In a letter to Attorney General Gregory, Daniels expressed his willingness to accept such a compromise although he reiterated his belief that “those who entered upon the public land after its withdrawal did so in violation of a valid order, on the chance that the order would be held invalid.” He realized, however, that some men because of legal advice or for some other reason had gone upon the lands in good faith and invested their money. Swanson’s plan, he believed, “would afford substantial relief to all such claimants” and yet “save a large part of the land for the Navy.” His main reason for yielding was that the Western states badly needed a leasing bill to open their resources to development. He would not stand in the way.

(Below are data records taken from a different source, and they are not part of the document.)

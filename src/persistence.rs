//! JSON artifacts and input loading.
//!
//! A generated data directory holds `countryPolygons.json`,
//! `countryToH3.json`, `h3ToCountry.json`, and one `level<i>.json` /
//! `parents<i>.json` pair per generated level.
//!
//! Input paths double as URLs: anything that is not a file on disk but
//! starts with `http://` or `https://` is fetched with a blocking GET, so
//! popmaps, configs, and countries GeoJSON can be loaded straight from
//! remote storage.

use std::fs;
use std::io::BufWriter;
use std::path::Path;

use h3o::Resolution;
use serde::de::DeserializeOwned;
use serde::Serialize;
use tracing::info;

use crate::config::{self, EngineOptions};
use crate::error::{EngineError, Result};
use crate::region::{CountryPolygons, CountryToTiles, Level, Parents, PopMap, TileToCountry};
use crate::spatial::{Coord, CountryPolygon};
use crate::tile;

/// Serialize a value as JSON at `path`, creating parent directories.
pub fn write_json<T: Serialize>(value: &T, path: &Path) -> Result<()> {
    if let Some(parent) = path.parent() {
        fs::create_dir_all(parent)?;
    }
    let file = fs::File::create(path)?;
    serde_json::to_writer(BufWriter::new(file), value)?;
    Ok(())
}

/// The path as a fetchable URL, if it names one instead of a local file.
fn remote_url(path: &Path) -> Option<&str> {
    path.to_str()
        .filter(|raw| raw.starts_with("http://") || raw.starts_with("https://"))
}

/// Read an input from disk, falling back to an HTTP(S) GET when the path
/// is a URL rather than a local file.
fn read_input(path: &Path) -> Result<Vec<u8>> {
    if !path.is_file() {
        if let Some(url) = remote_url(path) {
            let body = reqwest::blocking::get(url)?.error_for_status()?.bytes()?;
            return Ok(body.to_vec());
        }
    }
    Ok(fs::read(path)?)
}

/// Deserialize a JSON input from a local file or an http(s) URL.
pub fn read_json<T: DeserializeOwned>(path: &Path) -> Result<T> {
    let raw = read_input(path)?;
    Ok(serde_json::from_slice(&raw)?)
}

/// Load country outlines from a GeoJSON feature collection.
///
/// Every feature must carry an `ADMIN` name property and a Polygon or
/// MultiPolygon geometry; anything else is an error at load time.
pub fn load_countries(path: &Path) -> Result<CountryPolygons> {
    let raw = read_input(path)?;
    let geojson: geojson::GeoJson = serde_json::from_slice(&raw)
        .map_err(|err| EngineError::InvalidGeoJson(err.to_string()))?;
    let collection = geojson::FeatureCollection::try_from(geojson)
        .map_err(|err| EngineError::InvalidGeoJson(err.to_string()))?;

    let mut countries = CountryPolygons::new();
    for feature in collection.features {
        let name = feature
            .properties
            .as_ref()
            .and_then(|properties| properties.get("ADMIN"))
            .and_then(|value| value.as_str())
            .ok_or_else(|| {
                EngineError::InvalidGeoJson("feature missing ADMIN name property".to_string())
            })?
            .to_string();
        let geometry = feature
            .geometry
            .ok_or_else(|| EngineError::InvalidGeoJson(format!("'{}' has no geometry", name)))?;

        let polygons = match geometry.value {
            geojson::Value::Polygon(rings) => vec![polygon_from_rings(&rings)?],
            geojson::Value::MultiPolygon(shapes) => shapes
                .iter()
                .map(|rings| polygon_from_rings(rings))
                .collect::<Result<Vec<_>>>()?,
            other => return Err(EngineError::UnsupportedGeometry(geometry_kind(&other))),
        };
        countries.insert(name, polygons);
    }
    Ok(countries)
}

fn geometry_kind(value: &geojson::Value) -> String {
    match value {
        geojson::Value::Point(_) => "Point",
        geojson::Value::MultiPoint(_) => "MultiPoint",
        geojson::Value::LineString(_) => "LineString",
        geojson::Value::MultiLineString(_) => "MultiLineString",
        geojson::Value::Polygon(_) => "Polygon",
        geojson::Value::MultiPolygon(_) => "MultiPolygon",
        geojson::Value::GeometryCollection(_) => "GeometryCollection",
    }
    .to_string()
}

/// GeoJSON rings carry positions as `[lon, lat]`; the first ring is the
/// outer geofence and the rest are holes.
fn polygon_from_rings(rings: &[Vec<Vec<f64>>]) -> Result<CountryPolygon> {
    let mut converted = rings.iter().map(|ring| {
        ring.iter()
            .map(|position| {
                if position.len() < 2 {
                    return Err(EngineError::InvalidGeoJson(
                        "position with fewer than two coordinates".to_string(),
                    ));
                }
                Ok(Coord::new(position[1], position[0]))
            })
            .collect::<Result<Vec<Coord>>>()
    });

    let geofence = converted
        .next()
        .ok_or_else(|| EngineError::InvalidGeoJson("polygon with no rings".to_string()))??;
    let holes = converted.collect::<Result<Vec<_>>>()?;
    Ok(CountryPolygon { geofence, holes })
}

/// Persist the three country maps into `dir`.
pub fn write_country_maps(
    country_polygons: &CountryPolygons,
    country_to_tiles: &CountryToTiles,
    tile_to_country: &TileToCountry,
    dir: &Path,
) -> Result<()> {
    write_json(country_polygons, &dir.join("countryPolygons.json"))?;
    write_json(country_to_tiles, &dir.join("countryToH3.json"))?;
    write_json(tile_to_country, &dir.join("h3ToCountry.json"))?;
    Ok(())
}

/// Load the three country maps from `dir`.
pub fn read_country_maps(
    dir: &Path,
) -> Result<(CountryPolygons, CountryToTiles, TileToCountry)> {
    let country_polygons = read_json(&dir.join("countryPolygons.json"))?;
    let country_to_tiles = read_json(&dir.join("countryToH3.json"))?;
    let tile_to_country = read_json(&dir.join("h3ToCountry.json"))?;
    Ok((country_polygons, country_to_tiles, tile_to_country))
}

/// Load a population map, backfilling every cell of the resolution that the
/// file does not mention with zero. With no path, the map is all zeros.
pub fn load_pop_map(path: Option<&Path>, resolution: Resolution) -> Result<PopMap> {
    let mut pop_map = match path {
        Some(path) => read_json::<PopMap>(path)?,
        None => PopMap::new(),
    };
    for tile in tile::enumerate(resolution) {
        pop_map.entry(tile).or_insert(0.0);
    }
    Ok(pop_map)
}

/// Mean and standard deviation of the population map.
pub fn pop_map_stats(pop_map: &PopMap) -> (f64, f64) {
    let size = pop_map.len() as f64;
    let mean = pop_map.values().sum::<f64>() / size;
    let variance = pop_map
        .values()
        .map(|pop| {
            let diff = pop - mean;
            diff * diff
        })
        .sum::<f64>()
        / size;
    (mean, variance.sqrt())
}

/// Re-aggregate a population map to a coarser resolution by summing child
/// populations into each parent cell.
pub fn convert_pop_map(pop_map: &PopMap, resolution: Resolution) -> Result<PopMap> {
    let mut converted = PopMap::new();
    for (tile, population) in pop_map {
        let parent = tile
            .parent(resolution)
            .ok_or_else(|| EngineError::InvalidResolution(u8::from(resolution)))?;
        *converted.entry(parent).or_insert(0.0) += population;
    }
    Ok(converted)
}

/// Load and validate an engine options file.
pub fn load_options(path: &Path) -> Result<EngineOptions> {
    let options: EngineOptions = read_json(path)?;
    config::validate_options(&options).map_err(EngineError::InvalidOptions)?;
    Ok(options)
}

/// Load every `level<i>.json` / `parents<i>.json` pair in `dir`, in order.
pub fn read_levels(dir: &Path) -> Result<(Vec<Level>, Vec<Parents>)> {
    let mut levels = Vec::new();
    let mut parents = Vec::new();
    loop {
        let level_path = dir.join(format!("level{}.json", levels.len()));
        if !level_path.is_file() {
            break;
        }
        let parents_path = dir.join(format!("parents{}.json", levels.len()));
        levels.push(read_json(&level_path)?);
        parents.push(read_json(&parents_path)?);
    }
    info!("{} levels found", levels.len());
    Ok((levels, parents))
}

Secretary Lane refused to accept the compromise. It was liberal enough, so far as the naval reserves were concerned, he wrote to Gregory. But the terms for leasing oil lands outside the reserves should be more reasonable. These lands, unlike naval reserves, were supposed to be developed. Leases would be given to someone and might as well go to the claimants. According to his thinking, all claimants who had struck oil, irrespective of the time or validity of their discovery, should receive leases. He advocated giving them a lease of 160 acres where they had discovered oil and the right to drill as many additional wells in that area as they wished. Lane’s attitude was a death blow to the compromise effort. Neither Wilson, Gregory, or Daniels would give more to the claimants than suggested by Senator Swanson.
A few months later in 1917 the President appealed for another effort at compromise. He sent to each of the interested Cabinet members a telegram from Gavin McNab, influential lawyer and politician of California, who asserted that the Navy Department was intractable; and Wilson added his plea that an equitable settlement be worked out. In reply, Daniels denied McNab’s assertion. He reminded the President that a short time before he had been willing to accept the Swanson compromise.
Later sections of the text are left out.